──────── Extracted material ────────

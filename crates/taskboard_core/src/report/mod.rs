//! Read-only reporting over alive tasks.
//!
//! # Responsibility
//! - Grouped counts for the statistics page (`stats`).
//! - Set combinations of two projected task subsets (`combined`).
//!
//! # Invariants
//! - Every query filters `is_deleted = 0`; tombstoned tasks never count.
//! - Results are computed fresh per call and ordered deterministically.

use crate::db::DbError;
use crate::forms::DATE_FORMAT;
use crate::model::task::Priority;
use chrono::NaiveDate;
use std::error::Error;
use std::fmt::{Display, Formatter};

pub mod combined;
pub mod stats;

pub type ReportResult<T> = Result<T, ReportError>;

/// Report-layer error for DB interaction and row decoding.
#[derive(Debug)]
pub enum ReportError {
    Db(DbError),
    InvalidData(String),
}

impl Display for ReportError {
    fn fmt(&self, f: &mut Formatter<'_>) -> std::fmt::Result {
        match self {
            Self::Db(err) => write!(f, "{err}"),
            Self::InvalidData(message) => write!(f, "invalid report row: {message}"),
        }
    }
}

impl Error for ReportError {
    fn source(&self) -> Option<&(dyn Error + 'static)> {
        match self {
            Self::Db(err) => Some(err),
            Self::InvalidData(_) => None,
        }
    }
}

impl From<rusqlite::Error> for ReportError {
    fn from(value: rusqlite::Error) -> Self {
        Self::Db(DbError::Sqlite(value))
    }
}

pub(crate) fn parse_report_date(value: &str) -> ReportResult<NaiveDate> {
    NaiveDate::parse_from_str(value, DATE_FORMAT)
        .map_err(|_| ReportError::InvalidData(format!("invalid date `{value}` in tasks.due_date")))
}

pub(crate) fn parse_report_priority(value: &str) -> ReportResult<Priority> {
    value.parse().map_err(|_| {
        ReportError::InvalidData(format!("invalid priority `{value}` in tasks.priority"))
    })
}
//! Task use-case service.
//!
//! # Responsibility
//! - Provide the task board operations: list, create, edit, complete,
//!   delete, trash, restore, purge, statistics and combined queries.
//! - Run form cleaning before writes and fold storage rejections back into
//!   the same [`FormErrors`] shape.
//!
//! # Invariants
//! - A submission with form errors is never written.
//! - Every ordinary read uses [`TaskView::Alive`]; only trash operations
//!   look at dead rows.
//! - `today` is resolved once per operation, from the fixed date when one
//!   was configured, otherwise from the local clock.

use crate::forms::{FormErrors, FormField, TaskForm, DATE_FORMAT};
use crate::model::category::{Category, CategoryId};
use crate::model::task::{Priority, Task, TaskDraft, TaskId, TaskListItem};
use crate::report::combined::{combined_tasks, CombinedQuery, ProjectedTask, SetOperation};
use crate::report::stats::{task_stats, ChartData, TaskStats};
use crate::report::ReportError;
use crate::repo::category_repo::{CategoryRepository, SqliteCategoryRepository};
use crate::repo::task_repo::{
    SqliteTaskRepository, StatusFilter, TaskListQuery, TaskRepository, TaskView,
};
use crate::repo::{RepoError, RepoResult};
use chrono::{Local, NaiveDate};
use log::{info, warn};
use rusqlite::Connection;
use serde::Serialize;
use std::error::Error;
use std::fmt::{Display, Formatter};

/// Service error for task board operations.
#[derive(Debug)]
pub enum TaskServiceError {
    TaskNotFound(TaskId),
    CategoryNotFound(CategoryId),
    /// Persistence-layer failure.
    Repo(RepoError),
    /// Statistics or combined query failure.
    Report(ReportError),
    /// Internal consistency mismatch between write and read-back.
    InconsistentState(&'static str),
}

impl Display for TaskServiceError {
    fn fmt(&self, f: &mut Formatter<'_>) -> std::fmt::Result {
        match self {
            Self::TaskNotFound(id) => write!(f, "task not found: {id}"),
            Self::CategoryNotFound(id) => write!(f, "category not found: {id}"),
            Self::Repo(err) => write!(f, "{err}"),
            Self::Report(err) => write!(f, "{err}"),
            Self::InconsistentState(details) => write!(f, "inconsistent task state: {details}"),
        }
    }
}

impl Error for TaskServiceError {
    fn source(&self) -> Option<&(dyn Error + 'static)> {
        match self {
            Self::Repo(err) => Some(err),
            Self::Report(err) => Some(err),
            _ => None,
        }
    }
}

impl From<RepoError> for TaskServiceError {
    fn from(value: RepoError) -> Self {
        match value {
            RepoError::NotFound {
                entity: "category",
                id,
            } => Self::CategoryNotFound(id),
            RepoError::NotFound { id, .. } => Self::TaskNotFound(id),
            other => Self::Repo(other),
        }
    }
}

impl From<ReportError> for TaskServiceError {
    fn from(value: ReportError) -> Self {
        Self::Report(value)
    }
}

pub type ServiceResult<T> = Result<T, TaskServiceError>;

/// Result of a create or edit submission.
#[derive(Debug, Clone, PartialEq, Eq, Serialize)]
#[serde(tag = "outcome", content = "data", rename_all = "snake_case")]
pub enum SubmitOutcome {
    /// Saved; the caller redirects to the task list.
    Saved(Task),
    /// Not saved; the caller re-renders the form with these errors.
    Rejected(FormErrors),
}

impl SubmitOutcome {
    pub fn is_saved(&self) -> bool {
        matches!(self, Self::Saved(_))
    }

    pub fn errors(&self) -> Option<&FormErrors> {
        match self {
            Self::Saved(_) => None,
            Self::Rejected(errors) => Some(errors),
        }
    }
}

/// Task list page contents.
#[derive(Debug, Clone, PartialEq, Eq, Serialize)]
pub struct TaskListPage {
    pub tasks: Vec<TaskListItem>,
    pub categories: Vec<Category>,
    pub selected_category: Option<CategoryId>,
    pub status: &'static str,
}

/// Edit page contents: the stored task and its prefilled form.
#[derive(Debug, Clone, PartialEq, Eq, Serialize)]
pub struct EditPage {
    pub task: Task,
    pub form: TaskForm,
    pub categories: Vec<Category>,
}

/// Statistics page contents.
#[derive(Debug, Clone, PartialEq, Eq, Serialize)]
pub struct StatsPage {
    pub today: NaiveDate,
    pub stats: TaskStats,
    pub chart: ChartData,
}

/// Combined query page contents with the normalized parameters echoed.
#[derive(Debug, Clone, PartialEq, Eq, Serialize)]
pub struct CombinedPage {
    pub items: Vec<ProjectedTask>,
    pub operation: SetOperation,
    pub operation_label: &'static str,
    pub priority: Priority,
    pub day: NaiveDate,
    pub day_iso: String,
}

/// Task board facade over one migrated connection.
pub struct TaskService<'conn> {
    conn: &'conn Connection,
    tasks: SqliteTaskRepository<'conn>,
    categories: SqliteCategoryRepository<'conn>,
    fixed_today: Option<NaiveDate>,
}

impl<'conn> TaskService<'conn> {
    /// Creates a service; fails when the connection is not migrated.
    pub fn try_new(conn: &'conn Connection) -> RepoResult<Self> {
        Ok(Self {
            conn,
            tasks: SqliteTaskRepository::try_new(conn)?,
            categories: SqliteCategoryRepository::try_new(conn)?,
            fixed_today: None,
        })
    }

    /// Pins the date used for due-date checks and overdue counts.
    ///
    /// Storage triggers keep using the real local date, so a pinned date in
    /// the past lets a form accept a due date the store then rejects.
    pub fn with_fixed_today(mut self, today: NaiveDate) -> Self {
        self.fixed_today = Some(today);
        self
    }

    pub fn today(&self) -> NaiveDate {
        self.fixed_today.unwrap_or_else(|| Local::now().date_naive())
    }

    /// Lists alive tasks, bootstrapping the default categories first.
    pub fn task_list(
        &self,
        status: StatusFilter,
        category_id: Option<CategoryId>,
    ) -> ServiceResult<TaskListPage> {
        let created = self.categories.ensure_default_categories()?;
        if created > 0 {
            info!("event=categories_bootstrap module=service status=ok created={created}");
        }

        let query = TaskListQuery {
            view: TaskView::Alive,
            status,
            category_id,
        };
        Ok(TaskListPage {
            tasks: self.tasks.list_tasks(&query)?,
            categories: self.categories.list_categories()?,
            selected_category: category_id,
            status: status.as_str(),
        })
    }

    /// Cleans and saves a creation form.
    pub fn create_task(&self, form: &TaskForm) -> ServiceResult<SubmitOutcome> {
        let draft = match self.clean_form(form)? {
            Ok(draft) => draft,
            Err(errors) => return Ok(rejected("task_create", errors)),
        };

        let task = Task::from_draft(draft);
        let id = match self.tasks.create_task(&task) {
            Ok(id) => id,
            Err(err) => return save_rejection("task_create", err),
        };

        let saved = self
            .tasks
            .get_task(id, TaskView::Alive)?
            .ok_or(TaskServiceError::InconsistentState(
                "created task not found in read-back",
            ))?;
        info!("event=task_create module=service status=ok task_id={id}");
        Ok(SubmitOutcome::Saved(saved))
    }

    /// Loads an alive task with its prefilled edit form.
    pub fn edit_form(&self, id: TaskId) -> ServiceResult<EditPage> {
        let task = self.alive_task(id)?;
        Ok(EditPage {
            form: TaskForm::from_task(&task),
            task,
            categories: self.categories.list_categories()?,
        })
    }

    /// Cleans and saves an edit form over an alive task.
    pub fn submit_edit(&self, id: TaskId, form: &TaskForm) -> ServiceResult<SubmitOutcome> {
        self.alive_task(id)?;

        let draft = match self.clean_form(form)? {
            Ok(draft) => draft,
            Err(errors) => return Ok(rejected("task_edit", errors)),
        };

        if let Err(err) = self.tasks.update_task(id, &draft) {
            return save_rejection("task_edit", err);
        }

        let saved = self
            .tasks
            .get_task(id, TaskView::Alive)?
            .ok_or(TaskServiceError::InconsistentState(
                "edited task not found in read-back",
            ))?;
        info!("event=task_edit module=service status=ok task_id={id}");
        Ok(SubmitOutcome::Saved(saved))
    }

    /// Marks an alive task complete.
    pub fn complete_task(&self, id: TaskId) -> ServiceResult<()> {
        self.tasks.set_completed(id, true)?;
        info!("event=task_complete module=service status=ok task_id={id}");
        Ok(())
    }

    /// Soft-deletes a task. `Ok(false)` when it was already in the trash.
    pub fn delete_task(&self, id: TaskId) -> ServiceResult<bool> {
        let deleted = self.tasks.soft_delete_task(id)?;
        info!("event=task_delete module=service status=ok task_id={id} changed={deleted}");
        Ok(deleted)
    }

    /// Soft-deletes every alive task matching the filters.
    pub fn delete_matching(
        &self,
        status: StatusFilter,
        category_id: Option<CategoryId>,
    ) -> ServiceResult<usize> {
        let query = TaskListQuery {
            view: TaskView::Alive,
            status,
            category_id,
        };
        let deleted = self.tasks.soft_delete_matching(&query)?;
        info!(
            "event=task_delete_matching module=service status=ok filter={} deleted={deleted}",
            status.as_str()
        );
        Ok(deleted)
    }

    /// Dead tasks, most recently deleted first.
    pub fn trash_list(&self) -> ServiceResult<Vec<TaskListItem>> {
        Ok(self.tasks.list_tasks(&TaskListQuery::in_view(TaskView::Dead))?)
    }

    /// Restores a trashed task. `Ok(false)` when it was alive.
    pub fn restore_task(&self, id: TaskId) -> ServiceResult<bool> {
        let restored = self.tasks.restore_task(id)?;
        info!("event=task_restore module=service status=ok task_id={id} changed={restored}");
        Ok(restored)
    }

    /// Removes a task permanently, alive or dead.
    pub fn hard_delete_task(&self, id: TaskId) -> ServiceResult<()> {
        self.tasks.hard_delete_task(id)?;
        info!("event=task_purge module=service status=ok task_id={id}");
        Ok(())
    }

    /// Removes every dead task permanently.
    pub fn empty_trash(&self) -> ServiceResult<usize> {
        let purged = self
            .tasks
            .hard_delete_matching(&TaskListQuery::in_view(TaskView::Dead))?;
        info!("event=trash_empty module=service status=ok purged={purged}");
        Ok(purged)
    }

    pub fn stats(&self) -> ServiceResult<StatsPage> {
        let today = self.today();
        let stats = task_stats(self.conn, today)?;
        Ok(StatsPage {
            today,
            chart: stats.chart_data(),
            stats,
        })
    }

    /// Runs a combined query from raw `day`, `op` and `prio` parameters.
    pub fn combined(
        &self,
        day: Option<&str>,
        op: Option<&str>,
        prio: Option<&str>,
    ) -> ServiceResult<CombinedPage> {
        let query = CombinedQuery::from_params(day, op, prio, self.today());
        let items = combined_tasks(self.conn, &query)?;
        Ok(CombinedPage {
            items,
            operation: query.operation,
            operation_label: query.operation.label(),
            priority: query.priority,
            day: query.day,
            day_iso: query.day.format(DATE_FORMAT).to_string(),
        })
    }

    pub fn create_category(
        &self,
        name: &str,
        description: impl Into<String>,
    ) -> ServiceResult<Category> {
        let category = Category::new(name, description).map_err(RepoError::from)?;
        let id = self.categories.create_category(&category)?;
        info!("event=category_create module=service status=ok category_id={id}");
        self.categories
            .get_category(id)?
            .ok_or(TaskServiceError::InconsistentState(
                "created category not found in read-back",
            ))
    }

    pub fn list_categories(&self) -> ServiceResult<Vec<Category>> {
        Ok(self.categories.list_categories()?)
    }

    /// Deletes a category; its tasks stay alive without a category.
    pub fn delete_category(&self, id: CategoryId) -> ServiceResult<()> {
        self.categories.delete_category(id)?;
        info!("event=category_delete module=service status=ok category_id={id}");
        Ok(())
    }

    fn alive_task(&self, id: TaskId) -> ServiceResult<Task> {
        self.tasks
            .get_task(id, TaskView::Alive)?
            .ok_or(TaskServiceError::TaskNotFound(id))
    }

    /// Form cleaning plus the category existence check, which needs storage.
    fn clean_form(&self, form: &TaskForm) -> ServiceResult<Result<TaskDraft, FormErrors>> {
        let draft = match form.clean(self.today()) {
            Ok(draft) => draft,
            Err(errors) => return Ok(Err(errors)),
        };

        if let Some(category_id) = draft.category_id {
            if self.categories.get_category(category_id)?.is_none() {
                let mut errors = FormErrors::default();
                errors.add_error(
                    Some(FormField::Category),
                    "unknown_category",
                    format!("category {category_id} does not exist"),
                );
                return Ok(Err(errors));
            }
        }
        Ok(Ok(draft))
    }
}

fn rejected(event: &str, errors: FormErrors) -> SubmitOutcome {
    warn!("event={event} module=service status=rejected stage=form");
    SubmitOutcome::Rejected(errors)
}

/// Turns a write-time rejection into form errors; other failures propagate.
fn save_rejection(event: &str, err: RepoError) -> ServiceResult<SubmitOutcome> {
    let mut errors = FormErrors::default();
    match err {
        RepoError::Constraint(violation) => {
            warn!(
                "event={event} module=service status=rejected stage=storage code={:?} structured={}",
                violation.code, violation.structured
            );
            violation.apply_to(&mut errors);
        }
        RepoError::Validation(validation) => {
            warn!("event={event} module=service status=rejected stage=repo");
            errors.add_validation_error(&validation);
        }
        other => return Err(other.into()),
    }
    Ok(SubmitOutcome::Rejected(errors))
}

#[cfg(test)]
mod tests {
    use super::TaskServiceError;
    use crate::repo::RepoError;
    use uuid::Uuid;

    #[test]
    fn not_found_maps_by_entity() {
        let id = Uuid::new_v4();
        let category = TaskServiceError::from(RepoError::NotFound {
            entity: "category",
            id,
        });
        assert!(matches!(category, TaskServiceError::CategoryNotFound(found) if found == id));

        let task = TaskServiceError::from(RepoError::NotFound { entity: "task", id });
        assert!(matches!(task, TaskServiceError::TaskNotFound(found) if found == id));
    }
}
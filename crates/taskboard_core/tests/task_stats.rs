use chrono::{Local, NaiveDate};
use rusqlite::Connection;
use taskboard_core::db::open_db_in_memory;
use taskboard_core::report::stats::{
    overdue_by_category, status_by_priority, task_stats, tasks_by_category, tasks_by_due_date,
    CategoryCount, DueDateCount, PriorityStatus, NO_CATEGORY_LABEL, NO_DATE_LABEL,
};
use taskboard_core::{
    Category, CategoryId, CategoryRepository, Priority, SqliteCategoryRepository,
    SqliteTaskRepository, Task, TaskRepository,
};

struct Fixture {
    conn: Connection,
    tomorrow: NaiveDate,
}

fn category(conn: &Connection, name: &str) -> CategoryId {
    let categories = SqliteCategoryRepository::try_new(conn).unwrap();
    categories
        .create_category(&Category::new(name, "").unwrap())
        .unwrap()
}

fn add_task(
    conn: &Connection,
    title: &str,
    category_id: Option<CategoryId>,
    priority: Priority,
    due_date: Option<NaiveDate>,
) -> Task {
    let repo = SqliteTaskRepository::try_new(conn).unwrap();
    let mut task = Task::new(title);
    task.category_id = category_id;
    task.priority = priority;
    task.due_date = due_date;
    repo.create_task(&task).unwrap();
    task
}

/// catA: 2 tasks, catB: 1 task, no category: 1 task, plus one deleted
/// task in catB that must never be counted.
fn seeded() -> Fixture {
    let conn = open_db_in_memory().unwrap();
    let tomorrow = Local::now().date_naive().succ_opt().unwrap();
    let cat_a = category(&conn, "catA");
    let cat_b = category(&conn, "catB");

    add_task(&conn, "a1", Some(cat_a), Priority::High, Some(tomorrow));
    let a2 = add_task(&conn, "a2", Some(cat_a), Priority::Low, None);
    add_task(&conn, "b1", Some(cat_b), Priority::Medium, Some(tomorrow));
    add_task(&conn, "n1", None, Priority::Medium, None);
    let deleted = add_task(&conn, "b2", Some(cat_b), Priority::High, Some(tomorrow));

    let repo = SqliteTaskRepository::try_new(&conn).unwrap();
    repo.set_completed(a2.id, true).unwrap();
    repo.soft_delete_task(deleted.id).unwrap();
    drop(repo);

    Fixture { conn, tomorrow }
}

fn named(name: &str, count: i64) -> CategoryCount {
    CategoryCount {
        category_name: Some(name.to_string()),
        count,
    }
}

fn uncategorized(count: i64) -> CategoryCount {
    CategoryCount {
        category_name: None,
        count,
    }
}

#[test]
fn tasks_by_category_orders_by_count_with_none_group_last() {
    let fixture = seeded();

    let counts = tasks_by_category(&fixture.conn).unwrap();
    assert_eq!(
        counts,
        vec![named("catA", 2), named("catB", 1), uncategorized(1)]
    );
    assert_eq!(counts[2].label(), NO_CATEGORY_LABEL);
}

#[test]
fn status_by_priority_splits_pending_and_completed() {
    let fixture = seeded();

    let statuses = status_by_priority(&fixture.conn).unwrap();
    assert_eq!(
        statuses,
        vec![
            PriorityStatus {
                priority: Priority::High,
                pending: 1,
                completed: 0,
            },
            PriorityStatus {
                priority: Priority::Low,
                pending: 0,
                completed: 1,
            },
            PriorityStatus {
                priority: Priority::Medium,
                pending: 2,
                completed: 0,
            },
        ]
    );
}

#[test]
fn overdue_counts_depend_on_today_and_keep_zero_groups() {
    let fixture = seeded();
    let real_today = Local::now().date_naive();
    let later = fixture.tomorrow.succ_opt().unwrap();

    let none_overdue = overdue_by_category(&fixture.conn, real_today).unwrap();
    assert!(none_overdue.iter().all(|row| row.count == 0));
    assert_eq!(none_overdue.len(), 3);

    let overdue = overdue_by_category(&fixture.conn, later).unwrap();
    assert_eq!(
        overdue,
        vec![named("catA", 1), named("catB", 1), uncategorized(0)]
    );
}

#[test]
fn completed_tasks_are_never_overdue() {
    let conn = open_db_in_memory().unwrap();
    let tomorrow = Local::now().date_naive().succ_opt().unwrap();
    let done = add_task(&conn, "done", None, Priority::Low, Some(tomorrow));
    SqliteTaskRepository::try_new(&conn)
        .unwrap()
        .set_completed(done.id, true)
        .unwrap();

    let overdue = overdue_by_category(&conn, tomorrow.succ_opt().unwrap()).unwrap();
    assert_eq!(overdue, vec![uncategorized(0)]);
}

#[test]
fn tasks_by_due_date_puts_no_date_bucket_last() {
    let fixture = seeded();

    let counts = tasks_by_due_date(&fixture.conn).unwrap();
    assert_eq!(
        counts,
        vec![
            DueDateCount {
                due_date: Some(fixture.tomorrow),
                count: 2,
            },
            DueDateCount {
                due_date: None,
                count: 2,
            },
        ]
    );
    assert_eq!(counts[1].label(), NO_DATE_LABEL);
}

#[test]
fn chart_data_mirrors_aggregates() {
    let fixture = seeded();

    let stats = task_stats(&fixture.conn, Local::now().date_naive()).unwrap();
    let chart = stats.chart_data();

    assert_eq!(chart.category_labels, vec!["catA", "catB", NO_CATEGORY_LABEL]);
    assert_eq!(chart.category_totals, vec![2, 1, 1]);
    assert_eq!(chart.priority_labels, vec!["High", "Low", "Medium"]);
    assert_eq!(chart.priority_pending, vec![1, 0, 2]);
    assert_eq!(chart.priority_completed, vec![0, 1, 0]);
    assert_eq!(
        chart.day_labels,
        vec![
            fixture.tomorrow.format("%Y-%m-%d").to_string(),
            NO_DATE_LABEL.to_string()
        ]
    );
    assert_eq!(chart.day_totals, vec![2, 2]);
    assert_eq!(chart.overdue_totals, vec![0, 0, 0]);
}

#[test]
fn empty_store_yields_empty_aggregates() {
    let conn = open_db_in_memory().unwrap();

    let stats = task_stats(&conn, Local::now().date_naive()).unwrap();
    assert!(stats.by_category.is_empty());
    assert!(stats.by_priority.is_empty());
    assert!(stats.overdue_by_category.is_empty());
    assert!(stats.by_due_date.is_empty());

    let json = serde_json::to_value(stats.chart_data()).unwrap();
    assert_eq!(json["category_labels"], serde_json::json!([]));
}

────────

## Work item
Lines from the top of the entries above to the line that contains "- Provide the" should be set down exactly, please, with both ends kept and nothing added.

## Result of the exercise
filename crates/taskboard_core/src/report/mod.rs
//! Read-only reporting over alive tasks.
//!
//! # Responsibility
//! - Grouped counts for the statistics page (`stats`).
//! - Set combinations of two projected task subsets (`combined`).
//!
//! # Invariants
//! - Every query filters `is_deleted = 0`; tombstoned tasks never count.
//! - Results are computed fresh per call and ordered deterministically.

use crate::db::DbError;
use crate::forms::DATE_FORMAT;
use crate::model::task::Priority;
use chrono::NaiveDate;
use std::error::Error;
use std::fmt::{Display, Formatter};

pub mod combined;
pub mod stats;

pub type ReportResult<T> = Result<T, ReportError>;

/// Report-layer error for DB interaction and row decoding.
#[derive(Debug)]
pub enum ReportError {
    Db(DbError),
    InvalidData(String),
}

impl Display for ReportError {
    fn fmt(&self, f: &mut Formatter<'_>) -> std::fmt::Result {
        match self {
            Self::Db(err) => write!(f, "{err}"),
            Self::InvalidData(message) => write!(f, "invalid report row: {message}"),
        }
    }
}

impl Error for ReportError {
    fn source(&self) -> Option<&(dyn Error + 'static)> {
        match self {
            Self::Db(err) => Some(err),
            Self::InvalidData(_) => None,
        }
    }
}

impl From<rusqlite::Error> for ReportError {
    fn from(value: rusqlite::Error) -> Self {
        Self::Db(DbError::Sqlite(value))
    }
}

pub(crate) fn parse_report_date(value: &str) -> ReportResult<NaiveDate> {
    NaiveDate::parse_from_str(value, DATE_FORMAT)
        .map_err(|_| ReportError::InvalidData(format!("invalid date `{value}` in tasks.due_date")))
}

pub(crate) fn parse_report_priority(value: &str) -> ReportResult<Priority> {
    value.parse().map_err(|_| {
        ReportError::InvalidData(format!("invalid priority `{value}` in tasks.priority"))
    })
}
//! Task use-case service.
//!
//! # Responsibility
//! - Provide the task board operations: list, create, edit, complete,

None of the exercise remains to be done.